Wie können wir eintreten in ein solches Gebet? Oft genug geht es uns ja so, dass wir den Blick unseres Herzens nicht einfach auf Gott ruhen lassen können, sondern zunächst einmal von der Vielfalt der alltäglichen Dinge umgetrieben werden. Teresa von Avila empfiehlt als Weg zum inneren Gebet, sich zunächst bewusst zu machen, zu wem wir da sprechen, in wessen Gegenwart wir sind: Wer ist Gott? Und wer bin ich, der ich vor ihm bin?7 In der Sprache der Psalmen ausgedrückt: Am Beginn der Gebetszeit müssen wir »das Angesicht Gottes suchen« (Ps 27,8). Was wir unter Menschen erfahren, dürfen wir auf die Gottesbeziehung übertragen: Wer das Gesicht des anderen gefunden hat, in die Augen des anderen blickt, der hat den Kontakt zum Herzen des anderen hergestellt, hat zu persönlicher Gemeinschaft mit ihm gefunden.

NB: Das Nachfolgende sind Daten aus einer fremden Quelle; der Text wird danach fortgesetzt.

//! Domain identifier types with validation
//!
//! Adverse reaction extracts carry two identifiers per report: the internal
//! report id, which joins rows across every extract of one snapshot, and the
//! externally published report number, which is stable across snapshots and
//! is what previously emitted output is compared on.

use serde::{Deserialize, Serialize};
use std::fmt;
use std::str::FromStr;

/// Report identifier newtype wrapper
///
/// The correlation key shared by all five extracts. Always trimmed and never
/// empty.
///
/// # Examples
///
/// ```
/// use vigil::domain::ids::ReportId;
/// use std::str::FromStr;
///
/// let id = ReportId::from_str(" 000123 ").unwrap();
/// assert_eq!(id.as_str(), "000123");
/// ```
#[derive(Debug, Clone, PartialEq, Eq, Hash, PartialOrd, Ord, Serialize, Deserialize)]
pub struct ReportId(String);

impl ReportId {
    /// Creates a new ReportId from a string
    ///
    /// # Arguments
    ///
    /// * `id` - The raw report id field, surrounding whitespace allowed
    ///
    /// # Returns
    ///
    /// Returns `Ok(ReportId)` if the trimmed id is non-empty, `Err` otherwise
    pub fn new(id: impl AsRef<str>) -> Result<Self, String> {
        let trimmed = id.as_ref().trim();
        if trimmed.is_empty() {
            return Err("Report ID cannot be empty".to_string());
        }
        Ok(Self(trimmed.to_string()))
    }

    /// Returns the report id as a string slice
    pub fn as_str(&self) -> &str {
        &self.0
    }

    /// Consumes self and returns the inner String
    pub fn into_inner(self) -> String {
        self.0
    }
}

impl fmt::Display for ReportId {
    fn fmt(&self, f: &mut fmt::Formatter<'_>) -> fmt::Result {
        write!(f, "{}", self.0)
    }
}

impl FromStr for ReportId {
    type Err = String;

    fn from_str(s: &str) -> Result<Self, Self::Err> {
        Self::new(s)
    }
}

impl AsRef<str> for ReportId {
    fn as_ref(&self) -> &str {
        &self.0
    }
}

/// Normalized report number
///
/// The comparison key used to recognise reports that were already emitted by
/// an earlier run. Normalization trims and lowercases, so `" ABC-1 "` and
/// `"abc-1"` are the same key. Unlike [`ReportId`] an empty value is allowed:
/// a master row may omit the number, and such records still compare equal to
/// each other.
#[derive(Debug, Clone, PartialEq, Eq, Hash, PartialOrd, Ord, Serialize, Deserialize)]
pub struct ReportNumberKey(String);

impl ReportNumberKey {
    /// Normalizes a raw report number into a comparison key
    pub fn normalize(raw: impl AsRef<str>) -> Self {
        Self(raw.as_ref().trim().to_lowercase())
    }

    /// Returns the normalized key
    pub fn as_str(&self) -> &str {
        &self.0
    }

    /// A blank report number identifies nothing and never matches
    pub fn is_blank(&self) -> bool {
        self.0.is_empty()
    }
}

impl fmt::Display for ReportNumberKey {
    fn fmt(&self, f: &mut fmt::Formatter<'_>) -> fmt::Result {
        write!(f, "{}", self.0)
    }
}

Hier wird deutlich: Um wirklich einzutreten in Gottes Gegenwart, braucht es mehr als nur das Nachdenken mit unserem Verstand. Um wirklich zu erkennen, wer Gott ist und wie Gott ist, brauchen wir den Heiligen Geist, der »die Tiefen Gottes ergründet« (1 Kor 2,10). In Ezechiel 39,29 gibt der Herr die Verheißung: »Ich verberge mein Gesicht nicht mehr vor ihnen. Denn ich habe meinen Geist über sie ausgegossen.« Gottes Geist lässt uns Gottes Angesicht finden, seine Gegenwart und seine Liebe erkennen. Um ihn bitten wir am Anfang der Gebetszeit, und Jesus hat uns verheißen, dass dieses Gebet gewiss erhört wird (vgl. Lk 11,13). Wenn ich durch das Wirken des Heiligen Geistes Gottes Angesicht gefunden habe, dann kann ich im Licht seiner Liebe ruhen, in seiner Liebe bleiben, kontemplativ beten.